## Description of the task
Nothing in the records should change; write them all out exactly.

## Entries taken from a collection
==================================================

// ChainedHashTable integration tests (public API only).
//
// Each test documents what behavior is being verified and which
// invariants are assumed or asserted. The core invariants exercised:
// - Growth: an insert whose projected load exceeds the maximum expands the
//   table first; the table never shrinks.
// - Round-trip: a live key always yields the value of its first insert.
// - Failure isolation: failed operations leave entries and sizes unchanged.
// - Clear: drops entries, keeps the bucket array.
// - Dumps: read-only, and consistent with the live entries.
use chain_table::{ChainedHashTable, ConfigError, TableConfig, TableError, TableStats};

fn letters_table() -> ChainedHashTable<u32, &'static str> {
    let config = TableConfig::default()
        .with_max_load_factor(1.0)
        .with_growth_factor(2.0);
    let mut t = ChainedHashTable::with_config(4, config).expect("valid config");
    for (k, v) in (1u32..=5).zip(["a", "b", "c", "d", "e"]) {
        t.insert(k, v).expect("fresh key");
    }
    t
}

// Test: growth before insertion.
// Assumes: size 4, max load 1.0, growth 2.0; keys 1..=5.
// Verifies: the fifth insert (projected 5/4) doubles the table to 8 and
// every key stays reachable.
#[test]
fn fifth_insert_doubles_table() {
    let t = letters_table();
    assert_eq!(t.table_size(), 8);
    assert_eq!(t.len(), 5);
    assert_eq!(t.get(5), Ok(&"e"));
    assert_eq!(t.get(1), Ok(&"a"));
    assert_eq!(t[3], "c");
    assert_eq!(t.stats().expansions, 1);
}

// Test: remove and repeated remove.
// Assumes: the letters table above.
// Verifies: first remove returns the value and decrements len; the second
// reports KeyNotFound with the key.
#[test]
fn remove_twice_reports_missing_key() {
    let mut t = letters_table();
    assert_eq!(t.remove(3), Ok("c"));
    assert_eq!(t.len(), 4);

    let err = t.remove(3).unwrap_err();
    assert_eq!(err, TableError::KeyNotFound(3));
    assert_eq!(err.key(), 3);
    assert_eq!(t.len(), 4);
}

// Test: clear.
// Assumes: a table that has already grown.
// Verifies: len drops to 0, table size is kept, and every old key misses.
#[test]
fn clear_keeps_table_size() {
    let mut t = letters_table();
    let size = t.table_size();
    t.clear();
    assert_eq!(t.len(), 0);
    assert!(t.is_empty());
    assert_eq!(t.table_size(), size);
    for k in 1u32..=5 {
        assert_eq!(t.get(k), Err(TableError::KeyNotFound(k)));
    }
    // Clearing an empty table is a no-op.
    t.clear();
    assert_eq!(t.table_size(), size);
}

// Test: duplicate rejection.
// Assumes: default configuration.
// Verifies: the second insert fails with DuplicateKey and the first value
// survives.
#[test]
fn duplicate_keeps_first_value() {
    let mut t: ChainedHashTable<u32, String> = ChainedHashTable::new(16).unwrap();
    t.insert(42, "first".to_string()).unwrap();
    assert_eq!(
        t.insert(42, "second".to_string()),
        Err(TableError::DuplicateKey(42))
    );
    assert_eq!(t.get(42).map(String::as_str), Ok("first"));
    assert_eq!(t.len(), 1);
}

// Test: failures on absent keys.
// Assumes: keys never inserted.
// Verifies: len, table size and stored values are unchanged; only probes move.
#[test]
fn missing_key_operations_change_nothing_but_probes() {
    let mut t = letters_table();
    let before = t.stats();
    let dump = t.dump_table();

    for k in [0u32, 6, 100, u32::MAX] {
        assert!(t.get(k).is_err());
        assert!(!t.contains_key(k));
        assert_eq!(t.remove(k), Err(TableError::KeyNotFound(k)));
    }

    let after = t.stats();
    assert_eq!(
        (after.count, after.table_size, after.expansions, after.allocations),
        (before.count, before.table_size, before.expansions, before.allocations)
    );
    assert_eq!(t.dump_table(), dump);
}

// Test: no data loss under repeated growth.
// Assumes: tiny initial table and default policy, many sequential keys.
// Verifies: every key is found with its value after several expansions,
// and table size only went up.
#[test]
fn many_expansions_lose_nothing() {
    let mut t: ChainedHashTable<u64, u64> = ChainedHashTable::new(1).unwrap();
    let mut last_size = t.table_size();
    for k in 0..10_000u64 {
        t.insert(k, k.wrapping_mul(31)).unwrap();
        assert!(t.table_size() >= last_size);
        last_size = t.table_size();
    }
    assert!(t.stats().expansions >= 10);
    for k in 0..10_000u64 {
        assert_eq!(t.get(k), Ok(&k.wrapping_mul(31)));
    }
    assert_eq!(t.iter().count(), 10_000);
}

// Test: statistics snapshot.
// Assumes: keys 0, 4, 8 collide in a 4-bucket table.
// Verifies: probe totals and the rendered text.
#[test]
fn stats_render_counters() {
    let mut t: ChainedHashTable<u32, ()> = ChainedHashTable::new(4).unwrap();
    for k in [0, 4, 8] {
        t.insert(k, ()).unwrap();
    }
    t.get(0).unwrap();
    let s: TableStats = t.stats();
    assert_eq!(s.probes, 6);
    assert_eq!(s.allocations, 3);
    assert_eq!(s.expansions, 0);
    assert_eq!(
        s.to_string(),
        "Number of probes: 6\n\
         Number of expansions: 0\n\
         Items: 3, TableSize: 4\n\
         Load factor: 0.75\n\
         Nodes created: 3"
    );
}

// Test: table dump.
// Assumes: the letters table after growth to 8.
// Verifies: one key per occupied slot and the header values.
#[test]
fn dump_renders_slots() {
    let t = letters_table();
    let d = t.dump_table();
    assert_eq!(d.table_size(), 8);
    for k in 1..=5usize {
        assert_eq!(d.bucket(k), [k as u32].as_slice());
    }
    assert!(d.bucket(0).is_empty());
    let text = d.to_string();
    assert!(text.starts_with("Initial size: 4\nMax load factor: 1\nGrowth factor: 2\n"));
    assert!(text.contains("Slot:   1 --> 1\n"));
    assert!(text.ends_with("Slot:   7"));
}

// Test: construction parameters.
// Verifies: each invalid argument is reported at construction.
#[test]
fn construction_rejects_bad_parameters() {
    assert_eq!(
        ChainedHashTable::<u32, ()>::new(0).unwrap_err(),
        ConfigError::ZeroTableSize
    );
    let zero_load = TableConfig::default().with_max_load_factor(0.0);
    assert_eq!(
        ChainedHashTable::<u32, ()>::with_config(4, zero_load).unwrap_err(),
        ConfigError::InvalidMaxLoadFactor(0.0)
    );
    let no_growth = TableConfig::default().with_growth_factor(1.0);
    assert_eq!(
        ChainedHashTable::<u32, ()>::with_config(4, no_growth).unwrap_err(),
        ConfigError::InvalidGrowthFactor(1.0)
    );
}

// Test: narrow and wide key types.
// Verifies: u8 and usize keys chain and grow the same way u32 keys do.
#[test]
fn other_unsigned_key_types() {
    let mut small: ChainedHashTable<u8, u8> = ChainedHashTable::new(2).unwrap();
    for k in 0..=u8::MAX {
        small.insert(k, k.wrapping_add(1)).unwrap();
    }
    assert_eq!(small.len(), 256);
    assert_eq!(small.get(255), Ok(&0));

    let mut wide: ChainedHashTable<usize, &str> = ChainedHashTable::new(3).unwrap();
    wide.insert(usize::MAX, "max").unwrap();
    wide.insert(0, "zero").unwrap();
    assert_eq!(wide[usize::MAX], "max");
    assert_eq!(wide.remove(0), Ok("zero"));
}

==================================================

## Result of this task
// ChainedHashTable integration tests (public API only).
//
// Each test documents what behavior is being verified and which
// invariants are assumed or asserted. The core invariants exercised:
// - Growth: an insert whose projected load exceeds the maximum expands the
//   table first; the table never shrinks.
// - Round-trip: a live key always yields the value of its first insert.
// - Failure isolation: failed operations leave entries and sizes unchanged.
// - Clear: drops entries, keeps the bucket array.
// - Dumps: read-only, and consistent with the live entries.
use chain_table::{ChainedHashTable, ConfigError, TableConfig, TableError, TableStats};

fn letters_table() -> ChainedHashTable<u32, &'static str> {
    let config = TableConfig::default()
        .with_max_load_factor(1.0)
        .with_growth_factor(2.0);
    let mut t = ChainedHashTable::with_config(4, config).expect("valid config");
    for (k, v) in (1u32..=5).zip(["a", "b", "c", "d", "e"]) {
        t.insert(k, v).expect("fresh key");
    }
    t
}

// Test: growth before insertion.
// Assumes: size 4, max load 1.0, growth 2.0; keys 1..=5.
// Verifies: the fifth insert (projected 5/4) doubles the table to 8 and
// every key stays reachable.
#[test]
fn fifth_insert_doubles_table() {
    let t = letters_table();
    assert_eq!(t.table_size(), 8);
    assert_eq!(t.len(), 5);
    assert_eq!(t.get(5), Ok(&"e"));
    assert_eq!(t.get(1), Ok(&"a"));
    assert_eq!(t[3], "c");
    assert_eq!(t.stats().expansions, 1);
}

// Test: remove and repeated remove.
// Assumes: the letters table above.
// Verifies: first remove returns the value and decrements len; the second
// reports KeyNotFound with the key.
#[test]
fn remove_twice_reports_missing_key() {
    let mut t = letters_table();
    assert_eq!(t.remove(3), Ok("c"));
    assert_eq!(t.len(), 4);

    let err = t.remove(3).unwrap_err();
    assert_eq!(err, TableError::KeyNotFound(3));
    assert_eq!(err.key(), 3);
    assert_eq!(t.len(), 4);
}

// Test: clear.
// Assumes: a table that has already grown.
// Verifies: len drops to 0, table size is kept, and every old key misses.
#[test]
fn clear_keeps_table_size() {
    let mut t = letters_table();
    let size = t.table_size();
    t.clear();
    assert_eq!(t.len(), 0);
    assert!(t.is_empty());
    assert_eq!(t.table_size(), size);
    for k in 1u32..=5 {
        assert_eq!(t.get(k), Err(TableError::KeyNotFound(k)));
    }
    // Clearing an empty table is a no-op.
    t.clear();
    assert_eq!(t.table_size(), size);
}

// Test: duplicate rejection.
// Assumes: default configuration.
// Verifies: the second insert fails with DuplicateKey and the first value
// survives.
#[test]
fn duplicate_keeps_first_value() {
    let mut t: ChainedHashTable<u32, String> = ChainedHashTable::new(16).unwrap();
    t.insert(42, "first".to_string()).unwrap();
    assert_eq!(
        t.insert(42, "second".to_string()),
        Err(TableError::DuplicateKey(42))
    );
    assert_eq!(t.get(42).map(String::as_str), Ok("first"));
    assert_eq!(t.len(), 1);
}

// Test: failures on absent keys.
// Assumes: keys never inserted.
// Verifies: len, table size and stored values are unchanged; only probes move.
#[test]
fn missing_key_operations_change_nothing_but_probes() {
    let mut t = letters_table();
    let before = t.stats();
    let dump = t.dump_table();

    for k in [0u32, 6, 100, u32::MAX] {
        assert!(t.get(k).is_err());
        assert!(!t.contains_key(k));
        assert_eq!(t.remove(k), Err(TableError::KeyNotFound(k)));
    }

    let after = t.stats();
    assert_eq!(
        (after.count, after.table_size, after.expansions, after.allocations),
        (before.count, before.table_size, before.expansions, before.allocations)
    );
    assert_eq!(t.dump_table(), dump);
}

// Test: no data loss under repeated growth.
// Assumes: tiny initial table and default policy, many sequential keys.
// Verifies: every key is found with its value after several expansions,
// and table size only went up.
#[test]
fn many_expansions_lose_nothing() {
    let mut t: ChainedHashTable<u64, u64> = ChainedHashTable::new(1).unwrap();
    let mut last_size = t.table_size();
    for k in 0..10_000u64 {
        t.insert(k, k.wrapping_mul(31)).unwrap();
        assert!(t.table_size() >= last_size);
        last_size = t.table_size();
    }
    assert!(t.stats().expansions >= 10);
    for k in 0..10_000u64 {
        assert_eq!(t.get(k), Ok(&k.wrapping_mul(31)));
    }
    assert_eq!(t.iter().count(), 10_000);
}

// Test: statistics snapshot.
// Assumes: keys 0, 4, 8 collide in a 4-bucket table.
// Verifies: probe totals and the rendered text.
#[test]
fn stats_render_counters() {
    let mut t: ChainedHashTable<u32, ()> = ChainedHashTable::new(4).unwrap();
    for k in [0, 4, 8] {
        t.insert(k, ()).unwrap();
    }
    t.get(0).unwrap();
    let s: TableStats = t.stats();
    assert_eq!(s.probes, 6);
    assert_eq!(s.allocations, 3);
    assert_eq!(s.expansions, 0);
    assert_eq!(
        s.to_string(),
        "Number of probes: 6\n\
         Number of expansions: 0\n\
         Items: 3, TableSize: 4\n\
         Load factor: 0.75\n\
         Nodes created: 3"
    );
}

// Test: table dump.
// Assumes: the letters table after growth to 8.
// Verifies: one key per occupied slot and the header values.
#[test]
fn dump_renders_slots() {
    let t = letters_table();
    let d = t.dump_table();
    assert_eq!(d.table_size(), 8);
    for k in 1..=5usize {
        assert_eq!(d.bucket(k), [k as u32].as_slice());
    }
    assert!(d.bucket(0).is_empty());
    let text = d.to_string();
    assert!(text.starts_with("Initial size: 4\nMax load factor: 1\nGrowth factor: 2\n"));
    assert!(text.contains("Slot:   1 --> 1\n"));
    assert!(text.ends_with("Slot:   7"));
}

// Test: construction parameters.
// Verifies: each invalid argument is reported at construction.
#[test]
fn construction_rejects_bad_parameters() {
    assert_eq!(
        ChainedHashTable::<u32, ()>::new(0).unwrap_err(),
        ConfigError::ZeroTableSize
    );
    let zero_load = TableConfig::default().with_max_load_factor(0.0);
    assert_eq!(
        ChainedHashTable::<u32, ()>::with_config(4, zero_load).unwrap_err(),
        ConfigError::InvalidMaxLoadFactor(0.0)
    );
    let no_growth = TableConfig::default().with_growth_factor(1.0);
    assert_eq!(
        ChainedHashTable::<u32, ()>::with_config(4, no_growth).unwrap_err(),
        ConfigError::InvalidGrowthFactor(1.0)
    );
}

// Test: narrow and wide key types.
// Verifies: u8 and usize keys chain and grow the same way u32 keys do.
#[test]
fn other_unsigned_key_types() {
    let mut small: ChainedHashTable<u8, u8> = ChainedHashTable::new(2).unwrap();
    for k in 0..=u8::MAX {
        small.insert(k, k.wrapping_add(1)).unwrap();
    }
    assert_eq!(small.len(), 256);
    assert_eq!(small.get(255), Ok(&0));

    let mut wide: ChainedHashTable<usize, &str> = ChainedHashTable::new(3).unwrap();
    wide.insert(usize::MAX, "max").unwrap();
    wide.insert(0, "zero").unwrap();
    assert_eq!(wide[usize::MAX], "max");
    assert_eq!(wide.remove(0), Ok("zero"));
}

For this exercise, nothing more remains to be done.